(Items listed in a dataset)
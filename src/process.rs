//! Read-only process figures: uptime and memory usage.

use std::time::Instant;

use once_cell::sync::Lazy;
use serde::Serialize;
use sysinfo::System;

static STARTED_AT: Lazy<Instant> = Lazy::new(Instant::now);

/// Pin the process start instant. Call once, early in `main`.
pub fn init() {
    Lazy::force(&STARTED_AT);
}

/// Seconds since process start (monotonic).
pub fn uptime() -> f64 {
    STARTED_AT.elapsed().as_secs_f64()
}

/// Memory usage snapshot, all figures in bytes.
#[derive(Debug, Clone, Copy, Default, Serialize)]
#[serde(rename_all = "camelCase")]
pub struct MemoryUsage {
    /// Resident set size of this process.
    pub rss: u64,
    /// Virtual memory size of this process.
    #[serde(rename = "virtual")]
    pub virtual_memory: u64,
    /// Total system memory.
    pub system_total: u64,
    /// Used system memory.
    pub system_used: u64,
}

/// Take a memory usage snapshot.
///
/// Process figures are zero when the platform does not expose them.
pub fn memory_usage() -> MemoryUsage {
    let mut system = System::new();
    system.refresh_memory();

    let mut usage = MemoryUsage {
        system_total: system.total_memory(),
        system_used: system.used_memory(),
        ..MemoryUsage::default()
    };

    if let Ok(pid) = sysinfo::get_current_pid() {
        if system.refresh_process(pid) {
            if let Some(process) = system.process(pid) {
                usage.rss = process.memory();
                usage.virtual_memory = process.virtual_memory();
            }
        }
    }

    usage
}
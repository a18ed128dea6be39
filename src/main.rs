//! SBOM example service entry point.

use std::net::SocketAddr;

use clap::{Parser, Subcommand};
use tokio::net::TcpListener;
use tracing::{error, info};
use tracing_subscriber::{fmt, prelude::*, EnvFilter};

use sbom_example::api::create_router;
use sbom_example::config::Config;
use sbom_example::error::ServiceError;
use sbom_example::metrics;
use sbom_example::process;
use sbom_example::utils::shutdown_signal;

/// SBOM example REST service.
#[derive(Parser, Debug)]
#[command(name = "sbom-example")]
#[command(about = "Minimal REST service for SBOM tooling tests")]
#[command(version)]
struct Args {
    /// Enable verbose logging.
    #[arg(short, long, global = true)]
    verbose: bool,

    /// HTTP listen port (overrides PORT).
    #[arg(short, long, global = true)]
    port: Option<u16>,

    #[command(subcommand)]
    command: Option<Command>,
}

#[derive(Subcommand, Debug)]
enum Command {
    /// Run the HTTP server (default).
    Serve,

    /// Check configuration validity.
    CheckConfig,
}

#[tokio::main]
async fn main() -> anyhow::Result<()> {
    process::init();

    // Parse CLI arguments
    let args = Args::parse();

    // Load configuration
    let mut config = Config::load().map_err(ServiceError::from)?;
    if let Some(port) = args.port {
        config.port = port;
    }

    // Initialize logging
    let filter = if args.verbose {
        EnvFilter::new("sbom_example=debug,tower_http=debug,info")
    } else {
        EnvFilter::try_new(&config.rust_log).unwrap_or_else(|_| EnvFilter::new("info"))
    };

    // JSON lines in production, human-readable otherwise
    let json = config.is_production();
    tracing_subscriber::registry()
        .with(json.then(|| fmt::layer().json()))
        .with((!json).then(fmt::layer))
        .with(filter)
        .init();

    match args.command {
        Some(Command::CheckConfig) => cmd_check_config(&config),
        Some(Command::Serve) | None => cmd_serve(config).await,
    }
}

/// Check configuration validity.
fn cmd_check_config(config: &Config) -> anyhow::Result<()> {
    println!("======================================================================");
    println!("SBOM EXAMPLE - CONFIGURATION CHECK");
    println!("======================================================================");

    print!("Validating configuration... ");
    match config.validate() {
        Ok(()) => println!("OK"),
        Err(e) => {
            println!("FAILED");
            println!("  Error: {}", e);
            return Err(ServiceError::InvalidConfig(e).into());
        }
    }

    println!("----------------------------------------------------------------------");
    println!("Configuration Summary:");
    println!("  Port: {}", config.port);
    println!("  Environment: {}", config.environment());
    println!("  Log filter: {}", config.rust_log);
    match config.metrics_port {
        Some(port) => println!("  Metrics: http://0.0.0.0:{}/metrics", port),
        None => println!("  Metrics: disabled"),
    }
    println!("======================================================================");
    println!("CONFIGURATION CHECK PASSED");
    println!("======================================================================");

    Ok(())
}

/// Run the HTTP server until a shutdown signal arrives.
async fn cmd_serve(config: Config) -> anyhow::Result<()> {
    if let Err(e) = config.validate() {
        error!("Invalid configuration: {}", e);
        return Err(ServiceError::InvalidConfig(e).into());
    }

    metrics::init_metrics();
    if let Some(port) = config.metrics_port {
        metrics::install_exporter(port)?;
        info!("Metrics exporter listening on port {}", port);
    }

    let addr = SocketAddr::from(([0, 0, 0, 0], config.port));
    let listener = TcpListener::bind(addr).await.map_err(ServiceError::from)?;

    info!("Server is running on port {}", config.port);
    info!("Environment: {}", config.environment());
    info!("Visit: http://localhost:{}", config.port);

    axum::serve(
        listener,
        create_router().into_make_service_with_connect_info::<SocketAddr>(),
    )
        .with_graceful_shutdown(shutdown_signal())
        .await
        .map_err(ServiceError::from)?;

    info!("Server stopped");
    Ok(())
}
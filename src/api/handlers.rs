//! HTTP API handlers.

use axum::{http::Uri, Json};
use chrono::{DateTime, Duration, Local, Utc};
use rand::Rng;
use serde::{Deserialize, Serialize};
use tracing::debug;

use super::extract::{Params, Payload};
use crate::analysis::{self, Summary};
use crate::dates::{self, DateReport};
use crate::error::{AppError, Result};
use crate::metrics;
use crate::process::{self, MemoryUsage};

/// Greeting returned by the root endpoint.
pub const GREETING: &str = "SBOM Example Application is running!";
/// Framework label reported by the root endpoint.
pub const FRAMEWORK: &str = "Axum";
/// Number of records served by `/data`.
pub const SAMPLE_SIZE: u32 = 10;

/// Root status response.
#[derive(Debug, Serialize)]
pub struct StatusResponse {
    /// Greeting text.
    pub message: &'static str,
    /// Service version.
    pub version: &'static str,
    /// Local time of the request.
    pub timestamp: String,
    /// Web framework label.
    pub framework: &'static str,
}

/// Health check response.
#[derive(Debug, Serialize)]
pub struct HealthResponse {
    /// Status: "OK".
    pub status: &'static str,
    /// Seconds since process start.
    pub uptime: f64,
    /// Memory usage snapshot.
    pub memory: MemoryUsage,
}

/// One synthetic record.
#[derive(Debug, Clone, Serialize)]
pub struct SampleRecord {
    /// Sequential id starting at 1.
    pub id: u32,
    /// Random value in [0, 100].
    pub value: u8,
    /// Human label, `Item {id}`.
    pub label: String,
    /// Now minus `id` days.
    pub timestamp: String,
}

/// `/data` response.
#[derive(Debug, Serialize)]
pub struct SampleData {
    /// The records.
    pub data: Vec<SampleRecord>,
    /// Number of records.
    pub count: usize,
}

/// `/utils/date` query parameters.
#[derive(Debug, Deserialize)]
pub struct DateQuery {
    /// Moment-style pattern.
    pub format: Option<String>,
}

/// Build `SAMPLE_SIZE` records relative to `now`.
pub fn sample_records<R: Rng>(now: DateTime<Local>, rng: &mut R) -> Vec<SampleRecord> {
    (1..=SAMPLE_SIZE)
        .map(|id| SampleRecord {
            id,
            value: rng.gen_range(0..=100),
            label: format!("Item {}", id),
            timestamp: dates::local_timestamp(&(now - Duration::days(i64::from(id)))),
        })
        .collect()
}

/// Root handler - greeting and version.
pub async fn index() -> Json<StatusResponse> {
    Json(StatusResponse {
        message: GREETING,
        version: env!("CARGO_PKG_VERSION"),
        timestamp: dates::local_timestamp(&Local::now()),
        framework: FRAMEWORK,
    })
}

/// Health check handler - always returns 200.
pub async fn health() -> Json<HealthResponse> {
    Json(HealthResponse {
        status: "OK",
        uptime: process::uptime(),
        memory: process::memory_usage(),
    })
}

/// Sample data handler.
pub async fn data() -> Json<SampleData> {
    let data = sample_records(Local::now(), &mut rand::thread_rng());
    let count = data.len();
    Json(SampleData { data, count })
}

/// Analysis handler - summary statistics over `numbers`.
pub async fn analyze(Payload(body): Payload) -> Result<Json<Summary>> {
    let summary = analysis::analyze(&body).inspect_err(|e| {
        metrics::inc_analyze_rejected();
        debug!(error = %e, "rejected analysis input");
    })?;

    Ok(Json(summary))
}

/// Date utility handler.
pub async fn date(Params(query): Params<DateQuery>) -> Json<DateReport> {
    let pattern = query.format.as_deref().unwrap_or(dates::DEFAULT_FORMAT);
    Json(DateReport::at(Utc::now(), pattern))
}

/// Fallback for unmatched method/path pairs.
pub async fn not_found(uri: Uri) -> AppError {
    AppError::NotFound {
        path: uri.path().to_string(),
    }
}

#[cfg(test)]
mod tests {
    use super::*;

    #[test]
    fn sample_records_are_sequential_and_bounded() {
        let now = Local::now();
        let records = sample_records(now, &mut rand::thread_rng());

        assert_eq!(records.len(), SAMPLE_SIZE as usize);
        for (index, record) in records.iter().enumerate() {
            assert_eq!(record.id as usize, index + 1);
            assert!(record.value <= 100);
            assert_eq!(record.label, format!("Item {}", record.id));
        }
    }

    #[test]
    fn sample_timestamps_step_back_one_day() {
        let now = Local::now();
        let records = sample_records(now, &mut rand::thread_rng());

        let first = DateTime::parse_from_rfc3339(&records[0].timestamp).unwrap();
        let last = DateTime::parse_from_rfc3339(&records[9].timestamp).unwrap();
        assert_eq!((now.fixed_offset() - first).num_days(), 1);
        assert_eq!((first - last).num_days(), 9);
    }

    #[tokio::test]
    async fn health_reports_ok() {
        let Json(response) = health().await;
        assert_eq!(response.status, "OK");
        assert!(response.uptime >= 0.0);
    }

    #[tokio::test]
    async fn not_found_echoes_path() {
        let uri: Uri = "/nope?x=1".parse().unwrap();
        match not_found(uri).await {
            AppError::NotFound { path } => assert_eq!(path, "/nope"),
            other => panic!("unexpected error: {other:?}"),
        }
    }
}
//! Unified error types for the service.

use axum::{
    http::StatusCode,
    response::{IntoResponse, Response},
    Json,
};
use serde_json::json;
use thiserror::Error;

/// Generic message returned to clients for unexpected failures.
pub const INTERNAL_ERROR_MESSAGE: &str = "Something went wrong!";

/// Startup and process-level errors.
#[derive(Error, Debug)]
pub enum ServiceError {
    /// Configuration loading error.
    #[error("configuration error: {0}")]
    Config(#[from] envy::Error),

    /// Configuration failed validation.
    #[error("invalid configuration: {0}")]
    InvalidConfig(String),

    /// Metrics exporter could not be installed.
    #[error("metrics exporter error: {0}")]
    Metrics(String),

    /// IO error (bind, accept).
    #[error("io error: {0}")]
    Io(#[from] std::io::Error),
}

/// Request-level errors, each rendered as a JSON body.
#[derive(Error, Debug)]
pub enum AppError {
    /// Client input failed validation.
    #[error("{0}")]
    BadRequest(String),

    /// Request body could not be parsed.
    #[error("malformed request body: {0}")]
    MalformedBody(String),

    /// No route matched the request.
    #[error("no route for {path}")]
    NotFound {
        /// Requested path, without query string.
        path: String,
    },

    /// Unexpected failure while handling the request.
    #[error("{0}")]
    Internal(String),
}

impl AppError {
    /// HTTP status this error maps to.
    pub fn status(&self) -> StatusCode {
        match self {
            AppError::BadRequest(_) | AppError::MalformedBody(_) => StatusCode::BAD_REQUEST,
            AppError::NotFound { .. } => StatusCode::NOT_FOUND,
            AppError::Internal(_) => StatusCode::INTERNAL_SERVER_ERROR,
        }
    }
}

impl IntoResponse for AppError {
    fn into_response(self) -> Response {
        let status = self.status();
        let body = match self {
            AppError::BadRequest(message) => json!({ "error": message }),
            AppError::MalformedBody(message) => json!({
                "error": "malformed request body",
                "message": message,
            }),
            AppError::NotFound { path } => json!({ "error": "Not Found", "path": path }),
            AppError::Internal(message) => {
                tracing::error!(error = %message, "request failed");
                json!({ "error": INTERNAL_ERROR_MESSAGE, "message": message })
            }
        };

        (status, Json(body)).into_response()
    }
}

/// Convenient Result type alias for handlers.
pub type Result<T> = std::result::Result<T, AppError>;

#[cfg(test)]
mod tests {
    use super::*;

    #[test]
    fn statuses_match_error_kind() {
        assert_eq!(AppError::BadRequest("x".into()).status(), StatusCode::BAD_REQUEST);
        assert_eq!(AppError::MalformedBody("x".into()).status(), StatusCode::BAD_REQUEST);
        assert_eq!(
            AppError::NotFound { path: "/x".into() }.status(),
            StatusCode::NOT_FOUND
        );
        assert_eq!(
            AppError::Internal("x".into()).status(),
            StatusCode::INTERNAL_SERVER_ERROR
        );
    }

    #[test]
    fn into_response_keeps_status() {
        let response = AppError::NotFound { path: "/missing".into() }.into_response();
        assert_eq!(response.status(), StatusCode::NOT_FOUND);
    }
}
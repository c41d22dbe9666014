//! PDF Split algorithm
//!
//! Each output copies one page and only the objects that page reaches into
//! a fresh document under a new page tree. Content streams are never
//! re-encoded, so a given input always yields the same bytes.

use crate::artifact::Artifact;
use crate::document::PdfDocument;
use crate::error::PdfUtilError;
use crate::fonts::inherited;
use crate::merge::INHERITABLE;
use crate::naming::page_file_name;
use crate::progress::Progress;
use lopdf::{Dictionary, Document, Object, ObjectId};
use std::collections::BTreeSet;

/// One single-page document per page, in page order
pub fn split_all(
    bytes: &[u8],
    source_name: &str,
    progress: &mut Progress<'_>,
) -> Result<Vec<Artifact>, PdfUtilError> {
    progress.report(10.0, "Loading PDF...");
    let doc = PdfDocument::load(bytes)?;
    let pages: Vec<u32> = (1..=doc.page_count() as u32).collect();
    progress.report(20.0, "Splitting pages...");

    extract_each(&doc, source_name, &pages, progress)
}

/// One single-page document per selected page number
///
/// Numbers outside `1..=page_count` are dropped, duplicates collapse and the
/// output follows ascending page order whatever order the selection had.
pub fn split_selected(
    bytes: &[u8],
    source_name: &str,
    selection: &[u32],
    progress: &mut Progress<'_>,
) -> Result<Vec<Artifact>, PdfUtilError> {
    progress.report(10.0, "Loading PDF...");
    let doc = PdfDocument::load(bytes)?;
    let page_count = doc.page_count() as u32;

    let pages: Vec<u32> = selection
        .iter()
        .copied()
        .filter(|n| (1..=page_count).contains(n))
        .collect::<BTreeSet<u32>>()
        .into_iter()
        .collect();

    if pages.is_empty() {
        return Err(PdfUtilError::ValidationError(
            "no valid pages selected".into(),
        ));
    }
    if pages.len() < selection.len() {
        tracing::debug!(
            requested = selection.len(),
            kept = pages.len(),
            page_count,
            "Dropped out-of-range or repeated pages"
        );
    }
    progress.report(20.0, "Splitting pages...");

    extract_each(&doc, source_name, &pages, progress)
}

/// Single-page document holding page `number` (1-indexed)
pub fn extract_page(doc: &PdfDocument, number: u32) -> Result<Vec<u8>, PdfUtilError> {
    let page_count = doc.page_count() as u32;
    if number == 0 || number > page_count {
        return Err(PdfUtilError::InvalidRange(format!(
            "Page {} does not exist (document has {} pages)",
            number, page_count
        )));
    }
    let page = doc.page(number as usize - 1)?;
    single_page_document(doc.inner(), page.id)
}

fn extract_each(
    doc: &PdfDocument,
    source_name: &str,
    pages: &[u32],
    progress: &mut Progress<'_>,
) -> Result<Vec<Artifact>, PdfUtilError> {
    tracing::info!(source = source_name, pages = pages.len(), "Splitting PDF");

    let mut artifacts = Vec::with_capacity(pages.len());
    for (i, &number) in pages.iter().enumerate() {
        let bytes = extract_page(doc, number)?;
        tracing::debug!(page = number, size = bytes.len(), "Extracted page");
        artifacts.push(Artifact::pdf(page_file_name(source_name, number), bytes));
        progress.report_step(20.0, 70.0, i + 1, pages.len(), "Splitting pages...");
    }

    Ok(artifacts)
}

fn single_page_document(source: &Document, page_id: ObjectId) -> Result<Vec<u8>, PdfUtilError> {
    let mut page = source
        .get_dictionary(page_id)
        .map_err(|e| PdfUtilError::ProcessingError(format!("Invalid page object: {}", e)))?
        .clone();
    for key in INHERITABLE {
        if !page.has(key) {
            if let Some(value) = inherited(source, page_id, key) {
                page.set(key, value.clone());
            }
        }
    }
    page.remove(b"Parent");

    let mut doc = Document::with_version(source.version.clone());
    for id in reachable_objects(source, page_id, &page) {
        if let Some(object) = source.objects.get(&id) {
            doc.objects.insert(id, object.clone());
        }
    }

    // Fresh ids go past the source's so copied references stay valid
    doc.max_id = source.max_id;
    let pages_id = doc.new_object_id();
    page.set("Parent", Object::Reference(pages_id));
    doc.objects.insert(page_id, Object::Dictionary(page));
    doc.objects.insert(
        pages_id,
        Object::Dictionary(Dictionary::from_iter(vec![
            ("Type", Object::Name(b"Pages".to_vec())),
            ("Kids", Object::Array(vec![Object::Reference(page_id)])),
            ("Count", Object::Integer(1)),
        ])),
    );
    let catalog_id = doc.add_object(Dictionary::from_iter(vec![
        ("Type", Object::Name(b"Catalog".to_vec())),
        ("Pages", Object::Reference(pages_id)),
    ]));
    doc.trailer.set("Root", Object::Reference(catalog_id));

    let mut buffer = Vec::new();
    doc.save_to(&mut buffer)
        .map_err(|e| PdfUtilError::ProcessingError(format!("Save failed: {}", e)))?;

    Ok(buffer)
}

/// Objects referenced from `page`, directly or indirectly, other than the
/// page itself. Other page tree nodes are not entered.
fn reachable_objects(source: &Document, page_id: ObjectId, page: &Dictionary) -> BTreeSet<ObjectId> {
    let mut reached = BTreeSet::new();
    let mut pending = Vec::new();
    push_dict_refs(page, &mut pending);

    while let Some(id) = pending.pop() {
        if id == page_id || reached.contains(&id) || is_page_tree_node(source, id) {
            continue;
        }
        reached.insert(id);
        if let Some(object) = source.objects.get(&id) {
            push_refs(object, &mut pending);
        }
    }

    reached
}

fn is_page_tree_node(doc: &Document, id: ObjectId) -> bool {
    matches!(
        doc.get_dictionary(id).and_then(|dict| dict.get(b"Type")),
        Ok(Object::Name(name)) if name == b"Page" || name == b"Pages"
    )
}

fn push_refs(object: &Object, pending: &mut Vec<ObjectId>) {
    match object {
        Object::Reference(id) => pending.push(*id),
        Object::Array(items) => items.iter().for_each(|item| push_refs(item, pending)),
        Object::Dictionary(dict) => push_dict_refs(dict, pending),
        Object::Stream(stream) => push_dict_refs(&stream.dict, pending),
        _ => {}
    }
}

fn push_dict_refs(dict: &Dictionary, pending: &mut Vec<ObjectId>) {
    for (_, value) in dict.iter() {
        push_refs(value, pending);
    }
}
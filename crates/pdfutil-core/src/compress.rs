//! Local PDF compression
//!
//! Lossless only: unreferenced objects and empty streams are dropped and the
//! remaining streams are Flate-compressed. The reduction reported for a
//! profile is an assumed figure, not a measurement.

use crate::artifact::Artifact;
use crate::document::PdfDocument;
use crate::error::PdfUtilError;
use crate::naming::compressed_file_name;
use crate::progress::Progress;
use lopdf::{Object, ObjectId};
use serde::{Deserialize, Serialize};

#[derive(Debug, Clone, Copy, PartialEq, Eq, Default, Serialize, Deserialize)]
#[serde(rename_all = "lowercase")]
pub enum CompressionProfile {
    Low,
    #[default]
    Medium,
    High,
}

impl CompressionProfile {
    /// Reduction shown to the user when nothing was measured
    pub fn assumed_reduction(self) -> f64 {
        match self {
            CompressionProfile::Low => 15.0,
            CompressionProfile::Medium => 40.0,
            CompressionProfile::High => 60.0,
        }
    }

    pub fn as_str(self) -> &'static str {
        match self {
            CompressionProfile::Low => "low",
            CompressionProfile::Medium => "medium",
            CompressionProfile::High => "high",
        }
    }
}

impl std::str::FromStr for CompressionProfile {
    type Err = PdfUtilError;

    fn from_str(s: &str) -> Result<Self, Self::Err> {
        match s.trim().to_ascii_lowercase().as_str() {
            "low" => Ok(CompressionProfile::Low),
            "medium" => Ok(CompressionProfile::Medium),
            "high" => Ok(CompressionProfile::High),
            other => Err(PdfUtilError::ValidationError(format!(
                "Unknown compression level: {}",
                other
            ))),
        }
    }
}

#[derive(Debug, Clone, PartialEq, Serialize)]
pub struct CompressionReport {
    pub artifact: Artifact,
    pub original_size: usize,
    pub compressed_size: usize,
    pub reduction_percentage: f64,
    /// False when `reduction_percentage` is the profile's assumed value
    pub measured: bool,
}

/// Compress in-process and report the profile's assumed reduction
pub fn compress_local(
    bytes: &[u8],
    source_name: &str,
    profile: CompressionProfile,
    progress: &mut Progress<'_>,
) -> Result<CompressionReport, PdfUtilError> {
    progress.report(20.0, "Loading PDF...");
    let mut doc = PdfDocument::load(bytes)?.into_inner();

    progress.report(60.0, "Compressing...");
    let empty: Vec<ObjectId> = doc
        .objects
        .iter()
        .filter_map(|(id, object)| match object {
            Object::Stream(stream) if stream.content.is_empty() => Some(*id),
            _ => None,
        })
        .collect();
    for id in &empty {
        doc.delete_object(*id);
    }
    doc.prune_objects();
    doc.compress();

    let mut buffer = Vec::new();
    doc.save_to(&mut buffer)
        .map_err(|e| PdfUtilError::ProcessingError(format!("Failed to compress PDF: {}", e)))?;
    progress.report(80.0, "Finalizing...");

    tracing::info!(
        profile = profile.as_str(),
        original = bytes.len(),
        compressed = buffer.len(),
        empty_streams = empty.len(),
        "Local compression complete"
    );

    Ok(CompressionReport {
        original_size: bytes.len(),
        compressed_size: buffer.len(),
        reduction_percentage: profile.assumed_reduction(),
        measured: false,
        artifact: Artifact::pdf(compressed_file_name(source_name), buffer),
    })
}
//! TIFF to PDF through the conversion service

use pdfutil_core::naming::{is_tiff_name, tiff_to_pdf_file_name};
use pdfutil_core::{Artifact, InputFile, PdfUtilError, Progress};
use serde::{Deserialize, Serialize};

use crate::client::{read_failure, ServiceClient};
use crate::config::ServiceConfig;
use crate::error::RemoteError;

/// Largest accepted upload
pub const MAX_TIFF_BYTES: usize = 50 * 1024 * 1024;

const TIFF_MIME: &str = "image/tiff";

/// What the service reports about an uploaded TIFF
#[derive(Debug, Clone, PartialEq, Serialize, Deserialize)]
pub struct TiffInfo {
    pub pages: u32,
    pub size_mb: f64,
    pub width: u32,
    pub height: u32,
    pub mode: String,
}

/// Reject anything that is not a `.tif`/`.tiff` of at most 50 MiB
pub fn validate_tiff(file: &InputFile) -> Result<(), PdfUtilError> {
    if !is_tiff_name(&file.name) {
        return Err(PdfUtilError::ValidationError(
            "Select a TIFF file (.tiff or .tif)".into(),
        ));
    }
    if file.size() > MAX_TIFF_BYTES {
        return Err(PdfUtilError::ValidationError(
            "File too large. Maximum size: 50MB".into(),
        ));
    }
    Ok(())
}

#[derive(Debug, Clone)]
pub struct TiffConverter {
    client: ServiceClient,
}

impl TiffConverter {
    pub fn new(base_url: &str) -> Result<Self, PdfUtilError> {
        Ok(Self {
            client: ServiceClient::new(base_url, None)?,
        })
    }

    pub fn from_config(config: &ServiceConfig) -> Result<Self, PdfUtilError> {
        let base_url = config
            .tiff_api_url
            .as_deref()
            .ok_or(RemoteError::NotConfigured("TIFF conversion"))?;
        Self::new(base_url)
    }

    #[tracing::instrument(skip_all, fields(file = %file.name))]
    pub async fn info(&self, file: &InputFile) -> Result<TiffInfo, PdfUtilError> {
        validate_tiff(file)?;

        let response = self
            .client
            .post_file("/convert/info", file, TIFF_MIME, &[])?
            .send()
            .await
            .map_err(RemoteError::from)?;

        if !response.status().is_success() {
            let (status, message, text) = read_failure(response).await;
            return Err(RemoteError::ApiError {
                status: status.as_u16(),
                message: message.unwrap_or(text),
            }
            .into());
        }

        Ok(response.json().await.map_err(RemoteError::from)?)
    }

    #[tracing::instrument(skip_all, fields(file = %file.name))]
    pub async fn convert(
        &self,
        file: &InputFile,
        progress: &mut Progress<'_>,
    ) -> Result<Artifact, PdfUtilError> {
        validate_tiff(file)?;
        progress.report(20.0, "Uploading TIFF...");

        let response = self
            .client
            .post_file("/convert?optimize=true", file, TIFF_MIME, &[])?
            .send()
            .await
            .map_err(RemoteError::from)?;

        if !response.status().is_success() {
            let (status, _, text) = read_failure(response).await;
            return Err(RemoteError::ApiError {
                status: status.as_u16(),
                message: format!("Conversion error: {}", text),
            }
            .into());
        }
        progress.report(80.0, "Downloading PDF...");

        let bytes = response.bytes().await.map_err(RemoteError::from)?.to_vec();
        let file_name = tiff_to_pdf_file_name(&file.name);
        progress.report(100.0, "Complete");

        tracing::info!(file_name = %file_name, size = bytes.len(), "TIFF converted");
        Ok(Artifact::pdf(file_name, bytes))
    }
}

#[cfg(test)]
mod tests {
    use super::*;

    #[test]
    fn test_validate_tiff_extension() {
        assert!(validate_tiff(&InputFile::new("scan.TIFF", vec![0; 10])).is_ok());
        assert!(validate_tiff(&InputFile::new("scan.tif", vec![0; 10])).is_ok());
        let err = validate_tiff(&InputFile::new("scan.png", vec![0; 10])).unwrap_err();
        assert!(matches!(err, PdfUtilError::ValidationError(_)));
    }

    #[test]
    fn test_validate_tiff_size_limit() {
        let at_limit = InputFile::new("big.tif", vec![0; MAX_TIFF_BYTES]);
        assert!(validate_tiff(&at_limit).is_ok());

        let over = InputFile::new("big.tif", vec![0; MAX_TIFF_BYTES + 1]);
        assert_eq!(
            validate_tiff(&over).unwrap_err().user_message(),
            "File too large. Maximum size: 50MB"
        );
    }

    #[test]
    fn test_unconfigured_converter() {
        let err = TiffConverter::from_config(&ServiceConfig::default()).unwrap_err();
        assert!(matches!(err, PdfUtilError::ValidationError(_)));
    }
}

*Work to complete*
Find every line in the records that uses the string "buffer", then copy it.

*Your solution*
    let mut buffer = Vec::new();
    doc.save_to(&mut buffer)
    Ok(buffer)
    let mut buffer = Vec::new();
    doc.save_to(&mut buffer)
        compressed = buffer.len(),
        compressed_size: buffer.len(),
        artifact: Artifact::pdf(compressed_file_name(source_name), buffer),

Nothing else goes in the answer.